**Prompt**
From the records below, copy each line that has the word "value" in it.

**Saved data entries**
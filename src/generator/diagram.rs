use crate::domain::iflow::COLLABORATION_ID;
use crate::domain::layout::{Bounds, Diagram};
use crate::error::Result;
use crate::generator::{XmlWriter, empty, end, start};

fn coordinate(value: f64) -> String {
    format!("{:.1}", value)
}

fn write_bounds(writer: &mut XmlWriter, bounds: &Bounds) -> Result<()> {
    let (height, width) = (coordinate(bounds.height), coordinate(bounds.width));
    let (x, y) = (coordinate(bounds.x), coordinate(bounds.y));
    empty(
        writer,
        "dc:Bounds",
        &[("height", height.as_str()), ("width", width.as_str()), ("x", x.as_str()), ("y", y.as_str())],
    )
}

/// Writes `bpmndi:BPMNDiagram` with one shape per node and one edge per flow.
pub fn write_diagram(writer: &mut XmlWriter, diagram: &Diagram) -> Result<()> {
    start(writer, "bpmndi:BPMNDiagram", &[("id", "BPMNDiagram_1"), ("name", "Default Collaboration Diagram")])?;
    start(writer, "bpmndi:BPMNPlane", &[("bpmnElement", COLLABORATION_ID), ("id", "BPMNPlane_1")])?;

    for shape in &diagram.shapes {
        let shape_id = shape.shape_id();
        start(writer, "bpmndi:BPMNShape", &[("bpmnElement", shape.element_id.as_str()), ("id", shape_id.as_str())])?;
        write_bounds(writer, &shape.bounds)?;
        end(writer, "bpmndi:BPMNShape")?;
    }

    for edge in &diagram.edges {
        let edge_id = edge.edge_id();
        start(
            writer,
            "bpmndi:BPMNEdge",
            &[
                ("bpmnElement", edge.flow_id.as_str()),
                ("id", edge_id.as_str()),
                ("sourceElement", edge.source_element.as_str()),
                ("targetElement", edge.target_element.as_str()),
            ],
        )?;
        for point in &edge.waypoints {
            let (x, y) = (coordinate(point.x), coordinate(point.y));
            empty(writer, "di:waypoint", &[("x", x.as_str()), ("xsi:type", "dc:Point"), ("y", y.as_str())])?;
        }
        end(writer, "bpmndi:BPMNEdge")?;
    }

    end(writer, "bpmndi:BPMNPlane")?;
    end(writer, "bpmndi:BPMNDiagram")
}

**Exercise answer**
fn coordinate(value: f64) -> String {
    format!("{:.1}", value)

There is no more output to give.